Ph.D. Dissertation Defense: Mu-Tien Chang

Wednesday, November 13, 2013
10:00 a.m.
2460 AVW
Maria Hoo
301 405 3681
mch@umd.edu

ANNOUNCEMENT: Ph.D. Dissertation Defense

Name: Mu-Tien Chang

Committee:

Professor Bruce Jacob, Chair/Advisor

Professor Manoj Franklin

Professor Gang Qu

Professor Donald Yeung

Professor Jeffrey Hollingsworth, Dean’s Representative

Date/Time: Wednesday, November 13, 2013 at 10:00am

Location: AVW 2460

Title: Technology Implications for Large Last-Level Caches

Abstract:

Large last-level cache (L3C) is efficient for bridging the performance and power gap between processor and memory. Several memory technologies, including SRAM, STT-RAM (MRAM), and embedded DRAM (eDRAM), have been used or considered as the technology to implement L3Cs.

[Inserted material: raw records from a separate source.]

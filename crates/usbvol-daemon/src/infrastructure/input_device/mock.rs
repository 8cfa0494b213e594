//! Mock input devices for unit and integration testing.
//!
//! [`ScriptedKeySource`] replays queued drain results without a physical
//! knob; [`MockDeviceProbe`] serves a fixed table of fake devices to the
//! locator.

use std::collections::{BTreeMap, VecDeque};
use std::io;
use std::path::{Path, PathBuf};

use usbvol_core::KnobKey;

use super::{DeviceError, DeviceIdentity, DeviceProbe, KeySource, ProbedDevice};

/// A [`KeySource`] that returns pre-queued batches, one per `drain()`.
///
/// Once the script is exhausted every drain returns an empty batch, as a
/// real idle device would.
#[derive(Debug, Default)]
pub struct ScriptedKeySource {
    script: VecDeque<Result<Vec<KnobKey>, io::ErrorKind>>,
    drains: usize,
}

impl ScriptedKeySource {
    pub fn new() -> Self {
        Self::default()
    }

    /// Queues a batch of presses for a future drain.
    pub fn push_batch(&mut self, keys: Vec<KnobKey>) {
        self.script.push_back(Ok(keys));
    }

    /// Queues a read failure for a future drain.
    pub fn push_failure(&mut self, kind: io::ErrorKind) {
        self.script.push_back(Err(kind));
    }

    /// Returns how many times `drain()` has been called.
    pub fn drain_count(&self) -> usize {
        self.drains
    }

    /// Returns `true` once every queued result has been handed out.
    pub fn is_exhausted(&self) -> bool {
        self.script.is_empty()
    }
}

impl KeySource for ScriptedKeySource {
    fn drain(&mut self) -> Result<Vec<KnobKey>, DeviceError> {
        self.drains += 1;
        match self.script.pop_front() {
            Some(Ok(keys)) => Ok(keys),
            Some(Err(kind)) => Err(DeviceError::ReadFailure(io::Error::from(kind))),
            None => Ok(Vec::new()),
        }
    }
}

/// A [`DeviceProbe`] backed by an in-memory device table.
#[derive(Debug, Default)]
pub struct MockDeviceProbe {
    devices: BTreeMap<PathBuf, Option<ProbedDevice>>,
}

impl MockDeviceProbe {
    pub fn new() -> Self {
        Self::default()
    }

    /// Registers a device that opens successfully.
    pub fn add_device(
        &mut self,
        path: &str,
        name: &str,
        identity: DeviceIdentity,
        key_codes: Vec<u16>,
    ) {
        self.devices.insert(
            PathBuf::from(path),
            Some(ProbedDevice {
                name: name.to_string(),
                identity,
                key_codes,
            }),
        );
    }

    /// Registers a device node that fails to open (e.g. permission denied).
    pub fn add_unopenable(&mut self, path: &str) {
        self.devices.insert(PathBuf::from(path), None);
    }
}

impl DeviceProbe for MockDeviceProbe {
    fn candidates(&self) -> Result<Vec<PathBuf>, DeviceError> {
        // Reverse order so callers cannot rely on the probe for sorting.
        Ok(self.devices.keys().rev().cloned().collect())
    }

    fn probe(&self, path: &Path) -> Result<ProbedDevice, DeviceError> {
        match self.devices.get(path) {
            Some(Some(device)) => Ok(device.clone()),
            Some(None) => Err(DeviceError::OpenFailed {
                path: path.to_path_buf(),
                source: io::Error::from(io::ErrorKind::PermissionDenied),
            }),
            None => Err(DeviceError::OpenFailed {
                path: path.to_path_buf(),
                source: io::Error::from(io::ErrorKind::NotFound),
            }),
        }
    }
}

#[cfg(test)]
mod tests {
    use super::*;

    #[test]
    fn test_scripted_source_replays_batches_then_goes_idle() {
        // Arrange
        let mut source = ScriptedKeySource::new();
        source.push_batch(vec![KnobKey::Mute]);
        source.push_failure(io::ErrorKind::BrokenPipe);

        // Act / Assert
        assert_eq!(source.drain().unwrap(), vec![KnobKey::Mute]);
        assert!(matches!(source.drain(), Err(DeviceError::ReadFailure(_))));
        assert!(source.drain().unwrap().is_empty());
        assert_eq!(source.drain_count(), 3);
        assert!(source.is_exhausted());
    }

    #[test]
    fn test_mock_probe_reports_unopenable_device_as_open_failed() {
        let mut probe = MockDeviceProbe::new();
        probe.add_unopenable("/dev/input/event0");

        let result = probe.probe(Path::new("/dev/input/event0"));

        assert!(matches!(result, Err(DeviceError::OpenFailed { .. })));
    }
}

However, each of them has inherent weaknesses: SRAM is relatively low density and dissipates high leakage; STT-RAM has long write latency and requires high write energy; eDRAM requires refresh. As future processors are expected to have larger last-level caches, the objective of this dissertation is to study the tradeoffs associated with using each of these technologies to implement L3Cs.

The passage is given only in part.